Lecture features Irish Secret Society

Author: Clare Kossler

The Keough-Naughton Institute for Irish Studies hosted graduate student Jessica Lumsden for the Shamrocks and Secrets lecture series, which focused on early 19th century Ireland and the growth of a secret and frequently violent society known as the Ribbonmen.

Although many rumors concerning the Ribbonmen still circulate, Lumsden said there are only a few established facts on the society and consequently little historical investigation into the subject.

“What we do have is we have many, many police reports; we have letters of gentlemen who were actively investigating the Ribbonmen; we have newspaper coverage of Ribbon crimes; we have a collection of captured passwords and oaths and signs,” she said. “So you have all these things that indicate what Ribbonmen were up to or at least what they thought they were up to.”

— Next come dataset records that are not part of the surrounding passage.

//! Call-interception rewrite.
//!
//! Every call expression `f(a, k=v)` becomes `__hook__(f, a, k=v)` so the
//! dispatcher sees each call before it happens. Calls to bare builtin names
//! and to the hook itself are left as they are. Arguments are rewritten
//! before the call that receives them, so `g(f(x))` becomes
//! `__hook__(g, __hook__(f, x))`.

use std::rc::Rc;

use crate::script::ast::{ClassDef, Expr, ExprKind, FunctionDef, Handler, Keyword, Module, Param, Stmt, StmtKind};
use crate::script::parser::{parse_module, ParseError};
use crate::script::stdlib::BUILTIN_NAMES;

/// Rewrite every call in `module` to go through `hook`.
pub fn instrument(module: Module, hook: &str) -> Module {
    let rewriter = Rewriter { hook };
    Module {
        name: module.name,
        file: module.file,
        body: rewriter.block(module.body),
    }
}

/// Parse and instrument in one step.
pub fn instrument_source(
    source: &str,
    name: &str,
    file: &str,
    hook: &str,
) -> Result<Module, ParseError> {
    Ok(instrument(parse_module(source, name, file)?, hook))
}

struct Rewriter<'a> {
    hook: &'a str,
}

impl Rewriter<'_> {
    fn is_exempt(&self, func: &Expr) -> bool {
        match &func.kind {
            ExprKind::Name(name) => name == self.hook || BUILTIN_NAMES.contains(&name.as_str()),
            _ => false,
        }
    }

    fn block(&self, body: Vec<Stmt>) -> Vec<Stmt> {
        body.into_iter().map(|stmt| self.stmt(stmt)).collect()
    }

    fn stmt(&self, stmt: Stmt) -> Stmt {
        let kind = match stmt.kind {
            StmtKind::Expr(e) => StmtKind::Expr(self.expr(e)),
            StmtKind::Assign { target, value } => StmtKind::Assign {
                target: self.expr(target),
                value: self.expr(value),
            },
            StmtKind::AugAssign { target, op, value } => StmtKind::AugAssign {
                target: self.expr(target),
                op,
                value: self.expr(value),
            },
            StmtKind::Return(value) => StmtKind::Return(value.map(|e| self.expr(e))),
            StmtKind::If { test, body, orelse } => StmtKind::If {
                test: self.expr(test),
                body: self.block(body),
                orelse: self.block(orelse),
            },
            StmtKind::While { test, body } => StmtKind::While {
                test: self.expr(test),
                body: self.block(body),
            },
            StmtKind::For { target, iter, body } => StmtKind::For {
                target: self.expr(target),
                iter: self.expr(iter),
                body: self.block(body),
            },
            StmtKind::Def(def) => StmtKind::Def(Rc::new(self.function(&def))),
            StmtKind::Class(class) => StmtKind::Class(Rc::new(ClassDef {
                name: class.name.clone(),
                body: self.block(class.body.clone()),
                decorators: self.exprs(class.decorators.clone()),
            })),
            StmtKind::Try { body, handlers } => StmtKind::Try {
                body: self.block(body),
                handlers: handlers
                    .into_iter()
                    .map(|h| Handler {
                        body: self.block(h.body),
                        ..h
                    })
                    .collect(),
            },
            StmtKind::Raise(value) => StmtKind::Raise(value.map(|e| self.expr(e))),
            other @ (StmtKind::Import { .. }
            | StmtKind::FromImport { .. }
            | StmtKind::Break
            | StmtKind::Continue
            | StmtKind::Pass) => other,
        };
        Stmt {
            kind,
            line: stmt.line,
        }
    }

    fn function(&self, def: &FunctionDef) -> FunctionDef {
        FunctionDef {
            name: def.name.clone(),
            params: def
                .params
                .iter()
                .map(|p| Param {
                    name: p.name.clone(),
                    default: p.default.clone().map(|e| self.expr(e)),
                })
                .collect(),
            body: self.block(def.body.clone()),
            decorators: self.exprs(def.decorators.clone()),
        }
    }

    fn exprs(&self, exprs: Vec<Expr>) -> Vec<Expr> {
        exprs.into_iter().map(|e| self.expr(e)).collect()
    }

    fn boxed(&self, expr: Box<Expr>) -> Box<Expr> {
        Box::new(self.expr(*expr))
    }

    fn expr(&self, expr: Expr) -> Expr {
        let line = expr.line;
        let kind = match expr.kind {
            ExprKind::Call { func, args, kwargs } => {
                let exempt = self.is_exempt(&func);
                let func = self.expr(*func);
                let args = self.exprs(args);
                let kwargs: Vec<Keyword> = kwargs
                    .into_iter()
                    .map(|kw| Keyword {
                        name: kw.name,
                        value: self.expr(kw.value),
                    })
                    .collect();
                if exempt {
                    ExprKind::Call {
                        func: Box::new(func),
                        args,
                        kwargs,
                    }
                } else {
                    let mut hooked = Vec::with_capacity(args.len() + 1);
                    hooked.push(func);
                    hooked.extend(args);
                    ExprKind::Call {
                        func: Box::new(Expr::name(self.hook, line)),
                        args: hooked,
                        kwargs,
                    }
                }
            }
            ExprKind::List(items) => ExprKind::List(self.exprs(items)),
            ExprKind::Tuple(items) => ExprKind::Tuple(self.exprs(items)),
            ExprKind::Set(items) => ExprKind::Set(self.exprs(items)),
            ExprKind::Dict(entries) => ExprKind::Dict(
                entries
                    .into_iter()
                    .map(|(k, v)| (self.expr(k), self.expr(v)))
                    .collect(),
            ),
            ExprKind::Attribute { value, attr } => ExprKind::Attribute {
                value: self.boxed(value),
                attr,
            },
            ExprKind::Subscript { value, index } => ExprKind::Subscript {
                value: self.boxed(value),
                index: self.boxed(index),
            },
            ExprKind::Slice { lower, upper } => ExprKind::Slice {
                lower: lower.map(|e| self.boxed(e)),
                upper: upper.map(|e| self.boxed(e)),
            },
            ExprKind::BinOp { left, op, right } => ExprKind::BinOp {
                left: self.boxed(left),
                op,
                right: self.boxed(right),
            },
            ExprKind::Unary { op, operand } => ExprKind::Unary {
                op,
                operand: self.boxed(operand),
            },
            ExprKind::BoolOp { op, left, right } => ExprKind::BoolOp {
                op,
                left: self.boxed(left),
                right: self.boxed(right),
            },
            ExprKind::Compare { left, ops } => ExprKind::Compare {
                left: self.boxed(left),
                ops: ops.into_iter().map(|(op, e)| (op, self.expr(e))).collect(),
            },
            ExprKind::IfExp { test, body, orelse } => ExprKind::IfExp {
                test: self.boxed(test),
                body: self.boxed(body),
                orelse: self.boxed(orelse),
            },
            other @ (ExprKind::Name(_) | ExprKind::Const(_)) => other,
        };
        Expr { kind, line }
    }
}

#[cfg(test)]
mod tests {
    use super::*;
    use crate::script::parser::parse_expr;
    use crate::script::unparse::{unparse_expr, unparse_module};
    use crate::script::HOOK_NAME;

    fn rewrite(source: &str) -> String {
        let module = instrument_source(source, "wf", "wf.flow", HOOK_NAME).unwrap();
        unparse_module(&module).trim_end().to_string()
    }

    fn rewrite_expr(source: &str) -> String {
        let module = Module {
            name: "wf".into(),
            file: "wf.flow".into(),
            body: vec![Stmt {
                kind: StmtKind::Expr(parse_expr(source).unwrap()),
                line: 1,
            }],
        };
        let StmtKind::Expr(expr) = &instrument(module, HOOK_NAME).body[0].kind else {
            unreachable!();
        };
        unparse_expr(expr)
    }

    #[test]
    fn nested_calls_are_rewritten_inside_out() {
        assert_eq!(rewrite_expr("g(f(x))"), "__hook__(g, __hook__(f, x))");
    }

    #[test]
    fn keyword_arguments_and_order_are_kept() {
        assert_eq!(
            rewrite_expr("f(1, 2, key=3, other=g(4))"),
            "__hook__(f, 1, 2, key=3, other=__hook__(g, 4))"
        );
    }

    #[test]
    fn dotted_subscript_and_chained_calls() {
        assert_eq!(rewrite_expr("a.b.c()"), "__hook__(a.b.c)");
        assert_eq!(rewrite_expr("xs[0]()"), "__hook__(xs[0])");
        assert_eq!(
            rewrite_expr("x().y().z()"),
            "__hook__(__hook__(__hook__(x).y).z)"
        );
    }

    #[test]
    fn builtins_and_the_hook_are_exempt() {
        assert_eq!(rewrite_expr("len(f(x))"), "len(__hook__(f, x))");
        assert_eq!(rewrite_expr("__hook__(f, 1)"), "__hook__(f, 1)");
        // Only bare names are exempt; an attribute that happens to be
        // called `len` is still intercepted.
        assert_eq!(rewrite_expr("obj.len()"), "__hook__(obj.len)");
    }

    #[test]
    fn non_call_expressions_are_untouched() {
        assert_eq!(rewrite_expr("a + b[1] * c.d"), "a + b[1] * c.d");
    }

    #[test]
    fn decorators_defaults_and_bodies_are_rewritten() {
        let out = rewrite("\
@deco(make())
def f(x=default()):
    while ready():
        step(x)
");
        assert_eq!(
            out,
            "\
@__hook__(deco, __hook__(make))
def f(x=__hook__(default)):
    while __hook__(ready):
        __hook__(step, x)"
        );
    }

    #[test]
    fn class_bodies_are_rewritten() {
        let out = rewrite("\
class Order:
    created = now()
");
        assert!(out.contains("created = __hook__(now)"), "{out}");
    }

    #[test]
    fn unparsable_source_is_an_error() {
        assert!(instrument_source("def (:\n", "wf", "wf.flow", HOOK_NAME).is_err());
    }
}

Lumsden said much of what we know about Ribbonism comes from the personal testimonies of informers claiming to be part of the society, as well as scattered references to Ribbonmen in Irish literature.

The sources reveal Ribbonmen operated on both a local and national level, she said. On the local level, Ribbonism was primarily agrarian and the Ribbonmen were involved in “trying to control local trade, local land, local politics and do some local policing of the community.”

On the national level, Lumsden said Ribbonism supported the nationalist movement and worked to repeal the Act of Union that both declared Ireland a part of Great Britain and merged the British and Irish parliaments.

“Ribbonmen are actually critically important to Irish history, and they’re forgotten for a number of reasons,” she said.

Emerging from the remains of a previous secret society known as the Defenders, the exclusively Catholic Ribbonmen became active around 1810 and gained traction between 1816 and 1824, Lumsden said.

Violence was a key component of Ribbonism, and Lumsden said members often left “coffin notices” containing death threats. The 1816 murders at Wildgoose Lodge, in which the Ribbonmen burned alive an informant and his family, cemented Ribbonism’s status as a powerful secret society characterized by violence.

“It caused uproar in Ireland,” she said. “This was violence that was not unknown, but it was violence that was attached to this secret society that was a new secret society, so that gave it some weight.”

Lumsden said following a schism which divided the Ribbonmen into two factions – the Dublin Ribbonmen and the Ulster Ribbonmen – the capture and trial of the secretary of the Dublin Ribbonmen resulted in the collapse of Dublin Ribbonism.

The Ulster Ribbonmen disintegrated soon after, she said, and by the mid-19th century, Ribbonism no longer occupied the position of power it once held.

“The specter of Ribbonism really gets broken after the 1840s,” she said.

The Ribbonmen’s legacy lies in their intricate national network, which Lumsden said enabled the persistence of Irish nationalism.

“These Ribbonmen built this diasporic network of Irish nationalism and fed that fire and kept that network alive so that it could be used by later nationalist groups,” she said. “The Ribbonmen keep alive this nationalism, and then they spread it.”